(Beginning of INFORMATION GIVEN)

//! The background output loop.

use std::ops::{Deref, DerefMut};
use std::sync::atomic::{AtomicBool, Ordering};
use std::sync::{Arc, Mutex, MutexGuard};
use std::thread::{self, JoinHandle};

use crate::mixer::{Mixer, SourceHandle};
use crate::output::{OutputConfig, OutputSink};
use crate::source::Source;
use crate::Frame;

/// Plays the mixed signal on a dedicated background thread.
///
/// The thread repeats one cycle for the player's whole lifetime: take the
/// mixer lock, pull `buffer_size` frames from the mixer, release the lock,
/// hand the buffer to the sink. The sink's `write` blocking while its
/// downstream is full is the only pacing — one cycle per
/// `buffer_size / sample_rate` seconds once the pipeline is primed.
///
/// Dropping the player stops the thread. Sounds that were still playing are
/// dropped with the mixer.
///
/// # The lock
///
/// Registered sources are owned by the mixer and shared with the output
/// thread, so every touch of their mutable state — pausing a
/// [`Pausable`](crate::source::Pausable), changing an
/// [`Amplify`](crate::source::Amplify) level, a
/// [`Resample`](crate::source::Resample) ratio, seeking — must happen while
/// holding [`lock`](Player::lock). The borrow checker enforces this: the
/// only path to a registered source is through the guard.
///
/// Hold the guard briefly. The output thread takes the same mutex once per
/// cycle, and a foreground thread that keeps it for longer than the cycle
/// period starves the sink — the result is an audible gap. Flip the flags,
/// drop the guard; never decode, allocate big, or block on I/O under it.
///
/// ```no_run
/// use rill::output::WavSink;
/// use rill::{nz, Frame, FramesBuffer, OutputConfig, Player, SeekableSource, Source};
///
/// let config = OutputConfig {
///     sample_rate: nz!(44100),
///     buffer_size: nz!(1024),
/// };
/// let sink = WavSink::create("out.wav", config.sample_rate)?;
/// let player = Player::start(config, sink);
///
/// let music = FramesBuffer::new(nz!(44100), vec![Frame::ZERO; 44100]);
/// let handle = player.play(music.repeat(3).pausable(false).amplify(2.0));
///
/// // Later, from any thread:
/// {
///     let mut mixer = player.lock();
///     if let Some(chain) = mixer.get_mut(handle) {
///         chain.set_level(-1.0);              // half volume
///         chain.inner_mut().set_paused(true); // freeze without losing position
///     }
/// } // guard dropped, output thread continues
/// # Ok::<(), Box<dyn std::error::Error>>(())
/// ```
pub struct Player {
    mixer: Arc<Mutex<Mixer>>,
    shutdown: Arc<AtomicBool>,
    thread: Option<JoinHandle<()>>,
}

impl Player {
    /// Spawns the output thread and begins pulling the (still empty) mix.
    ///
    /// The device behind `sink` should be opened once per process: tearing
    /// one player down and starting another resets the sink's queue and can
    /// truncate whatever was still playing.
    pub fn start<O>(config: OutputConfig, mut sink: O) -> Player
    where
        O: OutputSink + 'static,
    {
        let mixer = Arc::new(Mutex::new(Mixer::new()));
        let shutdown = Arc::new(AtomicBool::new(false));

        let thread = {
            let mixer = Arc::clone(&mixer);
            let shutdown = Arc::clone(&shutdown);
            thread::Builder::new()
                .name("audio-output".into())
                .spawn(move || {
                    #[cfg(feature = "tracing")]
                    tracing::debug!(
                        buffer_size = config.buffer_size.get(),
                        sample_rate = config.sample_rate.get(),
                        "output loop started"
                    );
                    let mut buffer = vec![Frame::ZERO; config.buffer_size.get()];
                    while !shutdown.load(Ordering::Acquire) {
                        {
                            let mut mixer = mixer.lock().unwrap();
                            mixer.mix(&mut buffer);
                        }
                        // Fed outside the lock, so sink backpressure never
                        // stalls foreground control.
                        sink.write(&buffer);
                    }
                    #[cfg(feature = "tracing")]
                    tracing::debug!("output loop stopped");
                })
                .expect("failed to spawn the audio output thread")
        };

        Player {
            mixer,
            shutdown,
            thread: Some(thread),
        }
    }

    /// Starts playing a source on top of whatever else is playing.
    ///
    /// Takes the lock briefly; the source joins the mix on the next cycle.
    /// The returned handle reaches the source later through
    /// [`lock`](Player::lock), until the source drains and is evicted.
    pub fn play<S>(&self, source: S) -> SourceHandle<S>
    where
        S: Source + Send + 'static,
    {
        self.mixer.lock().unwrap().add(source)
    }

    /// Acquires the mixer lock for foreground control.
    ///
    /// See the [type docs](Player) for the locking contract. Calling
    /// [`play`](Player::play) or [`clear`](Player::clear) while holding the
    /// guard deadlocks (single, non-reentrant mutex); use the guard's own
    /// [`Mixer::add`] and [`Mixer::clear`] instead.
    pub fn lock(&self) -> MixerGuard<'_> {
        MixerGuard(self.mixer.lock().unwrap())
    }

    /// Drops every playing source immediately.
    ///
    /// Takes the lock internally. A source mid-cycle is simply never pulled
    /// again; the mix continues as silence until the next
    /// [`play`](Player::play).
    pub fn clear(&self) {
        #[cfg(feature = "tracing")]
        tracing::debug!("clearing all playing sources");
        self.mixer.lock().unwrap().clear();
    }
}

impl Drop for Player {
    fn drop(&mut self) {
        self.shutdown.store(true, Ordering::Release);
        if let Some(thread) = self.thread.take() {
            let _ = thread.join();
        }
    }
}

/// Exclusive access to a [`Player`]'s mixer; releases the lock on drop.
pub struct MixerGuard<'a>(MutexGuard<'a, Mixer>);

impl Deref for MixerGuard<'_> {
    type Target = Mixer;

    fn deref(&self) -> &Mixer {
        &self.0
    }
}

impl DerefMut for MixerGuard<'_> {
    fn deref_mut(&mut self) -> &mut Mixer {
        &mut self.0
    }
}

(End of INFORMATION GIVEN)

- DESCRIPTION OF THE TASK
Only lines that contain the string "sources" count; pick each one out of the records and copy it.

- SOLUTION TO THE EXERCISE
/// Registered sources are owned by the mixer and shared with the output
        tracing::debug!("clearing all playing sources");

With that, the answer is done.